2. Historical coefficient, taking into account Copa Libertadores and Copa Sudamericana results in the period 1960–2011 and 2002–2011 respectively.
3. Local tournament champion, with bonus points awarded to domestic league champions of the last 10 years.

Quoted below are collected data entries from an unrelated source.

use std::sync::Arc;
use std::time::Duration;

use deckyard_core::document::ConversionGate;
use deckyard_core::fixtures::{location_metadata, write_pdf, MarkerConverter};
use deckyard_core::pricing::PricingPolicy;
use deckyard_core::proposal::{ProcessorSettings, ProposalProcessor};
use deckyard_core::store::{InMemoryTemplateStore, TemplateFormat};
use deckyard_core::{LocationEntry, ProposalMode, ProposalRequest};
use deckyard_db::{connect_with_settings, migrations, ProposalLogRepository, SqlProposalLogRepository};
use rust_decimal::Decimal;
use tempfile::TempDir;

#[tokio::test]
async fn generated_proposal_is_recorded_in_the_database() {
    let scratch = TempDir::new().expect("scratch");
    let output = TempDir::new().expect("output");
    let template = write_pdf(scratch.path(), "gateway", &["cover", "body", "close"]).expect("fixture pdf");

    let mut gateway = location_metadata("the_gateway", "The Gateway");
    gateway.upload_fee = Some(Decimal::new(3000, 0));
    let store = InMemoryTemplateStore::new().with_location(gateway).with_template(
        "the_gateway",
        TemplateFormat::Pdf,
        std::fs::read(template).expect("template bytes"),
    );

    let pool = connect_with_settings("sqlite::memory:", 1, 30).await.expect("connect");
    migrations::run_pending(&pool).await.expect("migrate");
    let repository = Arc::new(SqlProposalLogRepository::new(pool));

    let settings = ProcessorSettings {
        output_dir: output.path().to_path_buf(),
        premium_series: "The Landmark Series".to_owned(),
        pricing: PricingPolicy::default(),
        fetch_timeout: Duration::from_secs(5),
        render_parallelism: 2,
        company_scopes: Vec::new(),
    };
    let gate = ConversionGate::new(Arc::new(MarkerConverter::new()), 2, Duration::from_secs(30));
    let processor = ProposalProcessor::new(Arc::new(store), gate, settings)
        .expect("processor")
        .with_proposal_log(repository.clone());

    let request = ProposalRequest {
        entries: vec![LocationEntry {
            location: "The Gateway".to_owned(),
            durations: vec!["4 Weeks".to_owned()],
            net_rates: vec!["AED 50,000".to_owned()],
            spots: 1,
            start_date: Some("1st December 2025".to_owned()),
            ..LocationEntry::default()
        }],
        mode: ProposalMode::Separate,
        client_name: Some("Emaar Properties".to_owned()),
        submitted_by: "U-42".to_owned(),
        ..ProposalRequest::default()
    };
    let outcome = processor.process(request).await.expect("proposal");

    let logged = repository
        .find_by_request_id(&outcome.request_id)
        .await
        .expect("lookup")
        .expect("proposal should be logged");
    assert_eq!(logged.submitted_by, "U-42");
    assert_eq!(logged.client_name, "Emaar Properties");
    assert_eq!(logged.package_type, "single");
    assert_eq!(logged.total_amount, "AED 55,500.00");
    assert_eq!(logged.filename, outcome.filename);
    assert!(logged.filename.starts_with("Emaar_Properties_"));
}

For the group stage, the 32 teams were drawn into eight groups (Groups A–H) of four containing a team from each of the four pots. The defending champions Palmeiras were directly assigned as the top seed of Group A (position A1). The remaining teams were distributed into four pots according to their CONMEBOL Clubs ranking. Teams from the same association could not be drawn into the same group, excluding the four winners of the third stage, which were allocated to Pot 4 and could be drawn into the same group with another team from the same association.

Group stage draw
| Pot 1 | Pot 2 | Pot 3 | Pot 4 |
|---|---|---|---|
| Palmeiras (2); River Plate (1); Boca Juniors (3); Flamengo (4); Nacional (6); Peñarol (7); Atlético Mineiro (11); Athletico Paranaense (12); | Cerro Porteño (15); Libertad (16); Independiente del Valle (21); Universidad Católica (26); Emelec (28); Corinthians (29); Colo-Colo (32); Vélez Sarsfield (33); | Sporting Cristal (35); Deportivo Cali (44); Red Bull Bragantino (45); Deportivo Táchira (46); Alianza Lima (54); Deportes Tolima (60); Colón (64); Caracas (67); | Always Ready (86); Talleres (105); Independiente Petrolero (178); Fortaleza (229); Olimpia (14); Estudiantes (34); The Strongest (40); América Mineiro (No rank); |

- Notes

The following are the four winners of the third stage of qualifying which joined the 28 direct entrants in the group stage.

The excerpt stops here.